On the other hand, the United States maintained that on the sea common the only jurisdiction over a ship was that of its own nation. She could not admit that American vessels there should be searched, for other purposes than those conceded to the belligerent by international law; that is, in order to determine the nature of the voyage, to ascertain whether, by destination, by cargo, or by persons carried, the obligations of neutrality were being infringed. If there was reasonable cause for suspicion, the vessel, by accepted law and precedent, might be sent to a port of the belligerent, where the question was adjudicated by legal process; but the actual captor could not decide it on the spot. On the contrary, he was bound, to the utmost possible, to preserve from molestation everything on board the seized vessel; in order that, if cleared, the owner might undergo no damage beyond the detention. So deliberate a course was not suited to the summary methods of impressment, nor to the urgent needs of the British Navy. The boarding officer, who had no authority to take away a bale of goods, decided then and there whether a man was subject to impressment, and carried him off at once, if he so willed.
It is to the credit of the American Government under Jefferson, that, though weak in its methods of seeking redress, it went straight back of the individual sufferer, and rested its case unswervingly on the broad principle.2 That impressment, thus practised, swept in American seamen, was an incident only, although it grievously aggravated the injury. Whatever the native allegiance of individuals on board any vessel on the open ocean, their rights were not to be regulated by the municipal law of the belligerent, but by that of the nation to which the ship belonged, of whose territory she was constructively a part, and whose flag therefore was dishonored, if acquiescence were yielded to an infringement of personal liberty, except as conceded by obligations of treaty, or by the general law of nations. Within British waters, the United States suffered no wrong by the impressment of British subjects—the enforcement of local municipal law—on board American vessels; and although it was suggested that such visits should not be made, and that an arriving crew should be considered to have the nationality of their ship, this concession, if granted, would have been a friendly limitation by Great Britain of her own municipal jurisdiction. It therefore could not be urged upon the British Government by a nation which took its stand resolutely upon the supremacy of its own municipal rights, on board its merchant shipping on the high seas.

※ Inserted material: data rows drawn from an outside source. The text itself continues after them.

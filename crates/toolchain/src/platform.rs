//! Host platform detection.
//!
//! rustup fills partial toolchain names from its default host triple. When
//! rustup cannot be asked (or is not installed yet) the host triple is
//! derived from the running binary's OS and architecture instead.
//!
//! # Example
//!
//! ```
//! use toolchain::platform;
//!
//! let platform = platform::detect().expect("unsupported platform");
//! println!("Running on: {}", platform.triple);
//! ```

use crate::error::{Error, Result};
use crate::name::TargetTriple;
use crate::types::Platform;

/// Detect the current platform.
///
/// # Supported Platforms
///
/// | OS      | Arch    | Triple                       |
/// |---------|---------|------------------------------|
/// | macOS   | ARM64   | aarch64-apple-darwin         |
/// | macOS   | x86_64  | x86_64-apple-darwin          |
/// | Linux   | ARM64   | aarch64-unknown-linux-gnu    |
/// | Linux   | x86_64  | x86_64-unknown-linux-gnu     |
/// | Linux   | RISC-V  | riscv64gc-unknown-linux-gnu  |
/// | Windows | ARM64   | aarch64-pc-windows-msvc      |
/// | Windows | x86_64  | x86_64-pc-windows-msvc       |
///
/// On musl-based Linux the `-musl` variant is returned.
///
/// # Errors
///
/// Returns `Error::UnsupportedPlatform` if the current platform is not supported.
pub fn detect() -> Result<Platform> {
    let os = std::env::consts::OS;
    let arch = std::env::consts::ARCH;

    let triple = match (os, arch) {
        // macOS
        ("macos", "aarch64") => "aarch64-apple-darwin",
        ("macos", "x86_64") => "x86_64-apple-darwin",

        // Linux (glibc)
        ("linux", "aarch64") => "aarch64-unknown-linux-gnu",
        ("linux", "x86_64") => "x86_64-unknown-linux-gnu",
        ("linux", "riscv64") => "riscv64gc-unknown-linux-gnu",

        // Windows
        ("windows", "aarch64") => "aarch64-pc-windows-msvc",
        ("windows", "x86_64") => "x86_64-pc-windows-msvc",

        _ => {
            return Err(Error::UnsupportedPlatform {
                os: os.to_string(),
                arch: arch.to_string(),
            });
        }
    };

    let triple = if is_musl() {
        to_musl_triple(triple).unwrap_or(triple)
    } else {
        triple
    };

    Ok(Platform::new(os, arch, triple))
}

/// Detect the host triple of the running process.
pub fn host_triple() -> Result<TargetTriple> {
    detect()?.host_triple()
}

/// Check if we're running on a musl-based Linux.
///
/// Returns `false` on non-Linux platforms.
#[must_use]
pub fn is_musl() -> bool {
    if std::env::consts::OS != "linux" {
        return false;
    }

    let musl_paths = ["/lib/ld-musl-x86_64.so.1", "/lib/ld-musl-aarch64.so.1"];

    musl_paths.iter().any(|p| std::path::Path::new(p).exists())
}

/// Get the musl variant of a platform triple.
///
/// Returns `None` for non-Linux triples or unsupported architectures.
#[must_use]
pub fn to_musl_triple(triple: &str) -> Option<&'static str> {
    match triple {
        "aarch64-unknown-linux-gnu" => Some("aarch64-unknown-linux-musl"),
        "x86_64-unknown-linux-gnu" => Some("x86_64-unknown-linux-musl"),
        _ => None,
    }
}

It is to be noted, furthermore, that the voice of the people in the United States, the pressure of influence upon the Government, was not as unanimous as that exerted upon the British Ministry. The feeling of the country was divided; and, while none denied the grievous wrong done when an American was impressed, a class, strong at least in intellectual power, limited its demands to precautions against such mistakes and to redress when they occurred. The British claim to search, with the object of impressing British subjects, was considered by these men to be valid. Thus Gouverneur Morris, who on a semi-official visit to London in 1790 had had occasion to remonstrate upon the impressment of Americans in British ports, and who, as a pamphleteer, had taken strong ground against the measures of the British Government injurious to American commerce, wrote as follows in 1808 about the practice of seizing British subjects in American ships: "That we, the people of America, should engage in ruinous warfare to support a rash opinion, that foreign sailors in our merchant ships are to be protected against the power of their sovereign, is downright madness." "Why not," he wrote again in 1813, while the war was raging, "waiving flippant debate, lay down the broad principle of national right, on which Great Britain takes her native seamen from our merchant ships? Let those who deny the right pay, suffer, and fight, to compel an abandonment of the claim. Men of sound mind will see, and men of sound principle will acknowledge, its existence." In his opinion, there was but one consistent course to be pursued by those who favored the war with Great Britain, which was to insist that she should, without compensation, surrender her claim. "If that ground be taken," he wrote, "the war [on our part] will be confessedly, as it is now impliedly, unjust."3 Morris was a man honorably distinguished in our troubled national history—a member of the Congress of the Revolution and of the Constitutional Convention, a trained lawyer, a practised financier, and an experienced diplomatist; one who throughout his public life stood high in the estimation of Washington, with whom he was in constant official and personal correspondence. It is to be added that those to whom he wrote were evidently in sympathy with his opinions.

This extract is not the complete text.